Call to the East African Community
South Sudan is the youngest member of the East African Community. The region cannot afford to watch its newest member bleed in silence.
I urge the EAC Secretariat, the East African Health Research Commission, and regional universities to:
Support South Sudan in building a national mental health workforce
Facilitate regional research collaboration and data collection
Include mental health and youth violence in all upcoming health conferences
Provide scholarships for South Sudanese clinicians and public health workers in psychiatry, psychology, and addiction medicine
Fund community pilot programs for psychosocial support in post-conflict settings
South Sudan’s challenges are regional challenges. If left unaddressed, this crisis will export insecurity, migration, and trauma to its neighbors.
If We Do Not Intervene, We Are Complicit
The girl in Sherikat is not just a victim of a gang. She is a victim of state failure. Of societal breakdown. Of our collective silence.
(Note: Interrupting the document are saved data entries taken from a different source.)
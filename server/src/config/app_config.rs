//! Runtime application configuration loaded from the environment.

use super::defaults::get_default;
use super::validation::validate_setting;

/// Runtime configuration.
#[derive(Debug, Clone)]
pub struct AppConfig {
    pub channels: Vec<String>,
    pub server_port: u16,
    pub twitch_client_id: String,
    pub twitch_access_token: String,
    pub twitch_nick: String,
    pub chat_history_limit: usize,
    pub chat_filter_enabled: bool,
    pub bttv_enabled: bool,
}

impl Default for AppConfig {
    fn default() -> Self {
        Self::from_lookup(|_| None)
    }
}

impl AppConfig {
    /// Load configuration from process environment (after `.env`).
    pub fn load() -> Self {
        Self::from_lookup(|key| std::env::var(key).ok())
    }

    /// Build a config from any key lookup. Missing or invalid values fall
    /// back to their defaults.
    pub fn from_lookup(lookup: impl Fn(&str) -> Option<String>) -> Self {
        let g = |key: &str| -> String {
            let default = get_default(key).unwrap_or_default();
            match lookup(key).map(|v| v.trim().to_string()) {
                Some(value) if !value.is_empty() => match validate_setting(key, &value) {
                    Ok(()) => value,
                    Err(reason) => {
                        tracing::warn!(key, reason, "Invalid setting; using default");
                        default.to_string()
                    }
                },
                _ => default.to_string(),
            }
        };

        Self {
            channels: g("CHANNELS")
                .split(',')
                .map(chat_emotes::normalize_channel)
                .filter(|c| !c.is_empty())
                .collect(),
            server_port: parse_or(&g("SERVER_PORT"), 8080),
            twitch_client_id: g("TWITCH_CLIENT_ID"),
            twitch_access_token: g("TWITCH_ACCESS_TOKEN"),
            twitch_nick: g("TWITCH_NICK"),
            chat_history_limit: parse_or(&g("CHAT_HISTORY_LIMIT"), 30),
            chat_filter_enabled: g("CHAT_FILTER_ENABLED") == "true",
            bttv_enabled: g("BTTV_ENABLED") == "true",
        }
    }

    /// Chat login settings. Anonymous unless both nick and token are set.
    pub fn irc_config(&self) -> twitch_client::IrcConfig {
        if self.twitch_nick.is_empty() || self.twitch_access_token.is_empty() {
            twitch_client::IrcConfig::anonymous(self.channels.clone())
        } else {
            twitch_client::IrcConfig::with_login(
                self.twitch_nick.clone(),
                self.twitch_access_token.clone(),
                self.channels.clone(),
            )
        }
    }

    pub fn helix_credentials(&self) -> Option<twitch_client::HelixCredentials> {
        if self.twitch_client_id.is_empty() || self.twitch_access_token.is_empty() {
            return None;
        }
        Some(twitch_client::HelixCredentials {
            client_id: self.twitch_client_id.clone(),
            access_token: self
                .twitch_access_token
                .trim_start_matches("oauth:")
                .to_string(),
        })
    }
}

fn parse_or<T: std::str::FromStr>(s: &str, default: T) -> T {
    s.parse().unwrap_or(default)
}

#[cfg(test)]
mod tests {
    use std::collections::HashMap;

    use super::*;

    fn config_from(pairs: &[(&str, &str)]) -> AppConfig {
        let map: HashMap<String, String> = pairs
            .iter()
            .map(|(k, v)| ((*k).to_string(), (*v).to_string()))
            .collect();
        AppConfig::from_lookup(|key| map.get(key).cloned())
    }

    #[test]
    fn defaults_apply_when_unset() {
        let config = AppConfig::default();
        assert_eq!(config.channels, vec!["basetradetv"]);
        assert_eq!(config.server_port, 8080);
        assert_eq!(config.chat_history_limit, 30);
        assert!(config.chat_filter_enabled);
        assert!(config.bttv_enabled);
        assert!(config.helix_credentials().is_none());
    }

    #[test]
    fn values_are_read_and_normalized() {
        let config = config_from(&[
            ("CHANNELS", "#Alca, BaseTradeTV"),
            ("SERVER_PORT", "9001"),
            ("CHAT_FILTER_ENABLED", "false"),
        ]);
        assert_eq!(config.channels, vec!["alca", "basetradetv"]);
        assert_eq!(config.server_port, 9001);
        assert!(!config.chat_filter_enabled);
    }

    #[test]
    fn invalid_values_fall_back_to_defaults() {
        let config = config_from(&[("SERVER_PORT", "99999"), ("CHAT_HISTORY_LIMIT", "lots")]);
        assert_eq!(config.server_port, 8080);
        assert_eq!(config.chat_history_limit, 30);
    }

    #[test]
    fn credentials_need_client_id_and_token() {
        let config = config_from(&[
            ("TWITCH_CLIENT_ID", "abc"),
            ("TWITCH_ACCESS_TOKEN", "oauth:xyz"),
        ]);
        let creds = config.helix_credentials().unwrap();
        assert_eq!(creds.access_token, "xyz");
        // No nick: chat stays anonymous.
        assert!(config.irc_config().token.is_none());
    }
}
The boy in Torit is not just a drug addict. He is a casualty of institutional neglect. A reflection of unhealed trauma.
We cannot call ourselves health professionals, policymakers, or regional actors and ignore what is happening.
The future of South Sudan lies not only in infrastructure or elections. It lies in the minds of its youth.
If we do not treat those minds, we will lose the nation.
Dr Patrick Sokiri is a physician and public health activist. He is a humanitarian worker with over 15 years working in South Sudan and sub Saharan Africa at an international setting.